[EXERCISE DATA — start]

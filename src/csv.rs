//! Delimited-line parser
//!
//! Splits one line of comma-separated text into field strings.
//!
//! ## Field Rules
//! - Fields are separated by commas
//! - A double quote opens a quoted region; commas inside it are literal
//! - A doubled quote (`""`) inside a quoted region is a literal quote
//! - A trailing comma yields a trailing empty field
//! - Line terminators: `\n`, with an optional preceding `\r` stripped

use std::io::BufRead;

use crate::error::Result;

/// Reads delimited rows from any buffered input
pub struct RowReader<R> {
    input: R,
    buf: String,
}

impl<R: BufRead> RowReader<R> {
    /// Wrap a buffered reader
    pub fn new(input: R) -> Self {
        Self {
            input,
            buf: String::new(),
        }
    }

    /// Read the next row of fields
    ///
    /// Returns `Ok(None)` when the input is exhausted.
    pub fn read_row(&mut self) -> Result<Option<Vec<String>>> {
        self.buf.clear();
        let bytes_read = self.input.read_line(&mut self.buf)?;
        if bytes_read == 0 {
            return Ok(None);
        }

        let line = self.buf.strip_suffix('\n').unwrap_or(&self.buf);
        let line = line.strip_suffix('\r').unwrap_or(line);

        Ok(Some(split_row(line)))
    }
}

/// Parse-state for quoted-field handling
enum ParseState {
    OutsideQuotes,
    InsideQuotes,
}

/// Split a single line into field strings
pub fn split_row(line: &str) -> Vec<String> {
    let mut fields = Vec::new();
    let mut field = String::new();
    let mut state = ParseState::OutsideQuotes;

    let mut chars = line.chars().peekable();
    while let Some(ch) = chars.next() {
        match state {
            ParseState::OutsideQuotes => match ch {
                ',' => fields.push(std::mem::take(&mut field)),
                '"' => state = ParseState::InsideQuotes,
                _ => field.push(ch),
            },
            ParseState::InsideQuotes => {
                if ch == '"' {
                    if chars.peek() == Some(&'"') {
                        // Doubled quote: literal quote character
                        field.push('"');
                        chars.next();
                    } else {
                        state = ParseState::OutsideQuotes;
                    }
                } else {
                    field.push(ch);
                }
            }
        }
    }

    fields.push(field);
    fields
}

[EXERCISE DATA — finish]

**PROMPT:** From the first line to the last, return the material exactly.

**EXERCISE ANSWER:**
filename src/csv.rs
//! Delimited-line parser
//!
//! Splits one line of comma-separated text into field strings.
//!
//! ## Field Rules
//! - Fields are separated by commas
//! - A double quote opens a quoted region; commas inside it are literal
//! - A doubled quote (`""`) inside a quoted region is a literal quote
//! - A trailing comma yields a trailing empty field
//! - Line terminators: `\n`, with an optional preceding `\r` stripped

use std::io::BufRead;

use crate::error::Result;

/// Reads delimited rows from any buffered input
pub struct RowReader<R> {
    input: R,
    buf: String,
}

impl<R: BufRead> RowReader<R> {
    /// Wrap a buffered reader
    pub fn new(input: R) -> Self {
        Self {
            input,
            buf: String::new(),
        }
    }

    /// Read the next row of fields
    ///
    /// Returns `Ok(None)` when the input is exhausted.
    pub fn read_row(&mut self) -> Result<Option<Vec<String>>> {
        self.buf.clear();
        let bytes_read = self.input.read_line(&mut self.buf)?;
        if bytes_read == 0 {
            return Ok(None);
        }

        let line = self.buf.strip_suffix('\n').unwrap_or(&self.buf);
        let line = line.strip_suffix('\r').unwrap_or(line);

        Ok(Some(split_row(line)))
    }
}

/// Parse-state for quoted-field handling
enum ParseState {
    OutsideQuotes,
    InsideQuotes,
}

/// Split a single line into field strings
pub fn split_row(line: &str) -> Vec<String> {
    let mut fields = Vec::new();
    let mut field = String::new();
    let mut state = ParseState::OutsideQuotes;

    let mut chars = line.chars().peekable();
    while let Some(ch) = chars.next() {
        match state {
            ParseState::OutsideQuotes => match ch {
                ',' => fields.push(std::mem::take(&mut field)),
                '"' => state = ParseState::InsideQuotes,
                _ => field.push(ch),
            },
            ParseState::InsideQuotes => {
                if ch == '"' {
                    if chars.peek() == Some(&'"') {
                        // Doubled quote: literal quote character
                        field.push('"');
                        chars.next();
                    } else {
                        state = ParseState::OutsideQuotes;
                    }
                } else {
                    field.push(ch);
                }
            }
        }
    }

    fields.push(field);
    fields
}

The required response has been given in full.